Consider DeepSeek’s recent entry into the market with its relatively low-cost generative AI service. The impact of this was that it prompted established, multi-billion-dollar AI companies to react quickly. Simultaneously, smaller technology companies face the risk of seeing their investments undermined by the actions of larger foundational technology providers.
The Need for Agility and Innovation
Throughout discussions with numerous tech company CEOs over the years, it became evident that, alongside keeping pace with rapidly changing markets, these leaders felt a consistent pressure to achieve an annual growth rate of at least 10%. Anything less implied falling behind.
Andrew McAfee, co-founder and co-director of MIT’s Initiative for the Digital Economy, recently explored the lessons that mainstream-to-technology organizations need to learn. “In financial services, there are a lot of companies that are apparently technology companies now,” he stated. “Investment banks, commercial banks, insurance companies, also in manufacturing and particularly in auto manufacturing, there seem to be a lot of technology companies now, both final car manufacturers and parts suppliers.” According to McAfee, most of these companies now qualify as technology companies. A key indicator is where the money is being spent. “CEO after CEO is realizing that the way they’re spending their investment money is shifting very very quickly,” from standard goods and materials to digital technologies.
“Back in about 2007, US companies were spending about $1.70 on non-digital stuff for every dollar they spent on digital stuff,” McAfee explained. “Now, the situation is actually just about reversed. Companies are spending about $1.60 on digital stuff for every dollar they spend on non-digital stuff.” Consequently, when CEOs declare their company as a technology company, “they realize things are different, and they realize that the pressure to innovate, remain agile, and continue to execute at a high level. that pressure is actually getting more and more intense over time.”
Adapting Management Styles
“Companies that are technology companies need to be managed differently,” McAfee continued. “Because of that intense competition for so long, a bunch of geeks have flat figured out a better way to run a company.” At the top of the list is running agile. While electric vehicle manufacturers, for example, are essentially building robots on wheels, they are still frustrated by software issues. Tesla, for example, solved this in 2018 when it began over-the-air software fixes within days of identifying problems or new features.
Traditional companies typically do not have the software development cultures that thrive on iterative work focused on the customer. “It is hard to know how much progress is being made. you can’t really look at a piece of software and know if it’s doing what it’s supposed to do or not. Software typically has low observability.”

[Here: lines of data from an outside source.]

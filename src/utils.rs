// Copyright (c) 2025 Ledgerbook Contributors.
// All rights reserved.
//
// This source code is licensed under the license found in the
// LICENSE file in the root directory of this source tree.

use chrono::{Datelike, Days, NaiveDate};
use once_cell::sync::Lazy;
use regex::Regex;
use rusqlite::{Connection, ToSql};
use rust_decimal::Decimal;

use crate::error::{Error, Result};

static ISO_DATE_RE: Lazy<Regex> = Lazy::new(|| Regex::new(r"^\d{4}-\d{2}-\d{2}$").unwrap());

/// Parses a date against the exact `YYYY-MM-DD` pattern. Rejects variants
/// chrono alone would tolerate, such as unpadded months.
pub fn parse_date(s: &str) -> Result<NaiveDate> {
    let trimmed = s.trim();
    if !ISO_DATE_RE.is_match(trimmed) {
        return Err(Error::validation("invalid date format, use YYYY-MM-DD"));
    }
    NaiveDate::parse_from_str(trimmed, "%Y-%m-%d")
        .map_err(|_| Error::validation("invalid date format, use YYYY-MM-DD"))
}

pub fn parse_decimal(s: &str) -> Result<Decimal> {
    Ok(s.trim().parse::<Decimal>()?)
}

/// First and last day of a calendar month. Bounds per the report contract:
/// year 1..=9999, month 1..=12.
pub fn month_range(year: i32, month: u32) -> Result<(NaiveDate, NaiveDate)> {
    if !(1..=9999).contains(&year) {
        return Err(Error::validation("year must be between 1 and 9999"));
    }
    if !(1..=12).contains(&month) {
        return Err(Error::validation("month must be between 1 and 12"));
    }
    let start = NaiveDate::from_ymd_opt(year, month, 1)
        .ok_or_else(|| Error::validation("year must be between 1 and 9999"))?;
    let next_month = if month == 12 {
        NaiveDate::from_ymd_opt(year + 1, 1, 1)
    } else {
        NaiveDate::from_ymd_opt(year, month + 1, 1)
    };
    // Chrono dates reach year 262142, so the bounds check above guarantees
    // the following month resolves.
    let end = next_month
        .ok_or_else(|| Error::validation("year must be between 1 and 9999"))?
        - Days::new(1);
    Ok((start, end))
}

/// Monday..Sunday of the ISO week containing the reference date.
pub fn week_range(reference: NaiveDate) -> (NaiveDate, NaiveDate) {
    let days_since_monday = reference.weekday().num_days_from_monday();
    let start = reference - Days::new(u64::from(days_since_monday));
    (start, start + Days::new(6))
}

/// Sums a single decimal TEXT column selected by `sql`. Amounts are stored
/// as canonical decimal text and summed here rather than in SQLite so the
/// result keeps exact decimal precision.
pub(crate) fn sum_amounts(conn: &Connection, sql: &str, params: &[&dyn ToSql]) -> Result<Decimal> {
    let mut stmt = conn.prepare(sql)?;
    let mut rows = stmt.query(params)?;
    let mut total = Decimal::ZERO;
    while let Some(row) = rows.next()? {
        let raw: String = row.get(0)?;
        total += raw.parse::<Decimal>()?;
    }
    Ok(total)
}
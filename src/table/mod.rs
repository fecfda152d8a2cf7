//! The cache table component.
//!
//! ## Architecture
//!
//! - `CacheTable` - per-container table state with named transition
//!   operations (toggle filter, change page, change page size)
//! - `TableRegistry` - mounted tables keyed by cache manager name
//!
//! The table re-derives its filtered list inside every mutation, so the
//! visible window always composes filter-then-page against the current
//! selection.

mod registry;
mod state;

pub use registry::TableRegistry;
pub use state::CacheTable;
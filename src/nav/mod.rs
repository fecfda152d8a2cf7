//! Outward navigation.
//!
//! The console emits fire-and-forget navigation requests toward the hosting
//! application's router. No response comes back to this component.

use tracing::info;

/// Context state attached to a navigation request.
#[derive(Debug, Clone, PartialEq, Eq)]
pub enum NavContext {
    /// Navigating to a single cache.
    Cache { cache_name: String },
    /// Navigating within a cache manager.
    Container { container: String },
}

/// A route path plus context state for the routing collaborator.
#[derive(Debug, Clone, PartialEq, Eq)]
pub struct NavigationRequest {
    pub path: String,
    pub context: NavContext,
}

impl NavigationRequest {
    /// Detail page of one cache.
    pub fn cache_detail(cache_name: &str) -> Self {
        Self {
            path: format!("/cache/{cache_name}"),
            context: NavContext::Cache {
                cache_name: cache_name.to_string(),
            },
        }
    }

    /// Cache creation page of a cache manager.
    pub fn create_cache(container: &str) -> Self {
        Self {
            path: format!("/container/{container}/caches/create"),
            context: NavContext::Container {
                container: container.to_string(),
            },
        }
    }

    /// Configuration templates page of a cache manager.
    pub fn configuration_templates(container: &str) -> Self {
        Self {
            path: format!("/container/{container}/configurations/"),
            context: NavContext::Container {
                container: container.to_string(),
            },
        }
    }
}

/// Seam to the hosting application's router.
pub trait Navigator {
    /// Hand off a request. Fire-and-forget; implementations must not block.
    fn navigate(&self, request: NavigationRequest);
}

/// Navigator that records requests in the log. Used by the headless binary,
/// where there is no router to hand the request to.
#[derive(Debug, Default)]
pub struct LogNavigator;

impl Navigator for LogNavigator {
    fn navigate(&self, request: NavigationRequest) {
        match &request.context {
            NavContext::Cache { cache_name } => {
                info!(path = %request.path, cache = %cache_name, "navigation requested");
            }
            NavContext::Container { container } => {
                info!(path = %request.path, container = %container, "navigation requested");
            }
        }
    }
}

Additionally, “the people writing the software in this case, don’t often get valid feedback about how well they’re doing.”
The Agile Approach
The agile movement was introduced with the Agile Manifesto in 2001, and the key principle is “our highest priority is to satisfy the customer through early and continuous delivery of valuable software,” McAfee said. “In other words, don’t just wait till the end to deliver what you’ve got to the customer. Keep doing it as often as possible throughout the project.”
The goal of agile is “to have these fast frequent interactions where the customer tells you if you’ve satisfied them or not. When you’re doing agile right you iterate very rapidly, and you have very high transparency. Everybody knows if you satisfied the customer on the most recent interaction or not.”
McAfee recounts the observation of venture capitalist Steve Jurvetson, who stated that he sometimes has “a sixth sense. I can see dead companies. they don’t know they’re dead. but they’re just not responsive enough. they can’t iterate quickly enough. they can’t respond quickly enough. The companies that are that are able to thrive and survive in a technology-rich environment move faster, they iterate more quickly, compared to the ones that we built up over the course of the 20th century.”
Furthermore, “these companies are a lot more egalitarian, they try to modularize themselves and give a great deal of autonomy, and they try to settle their arguments via evidence.”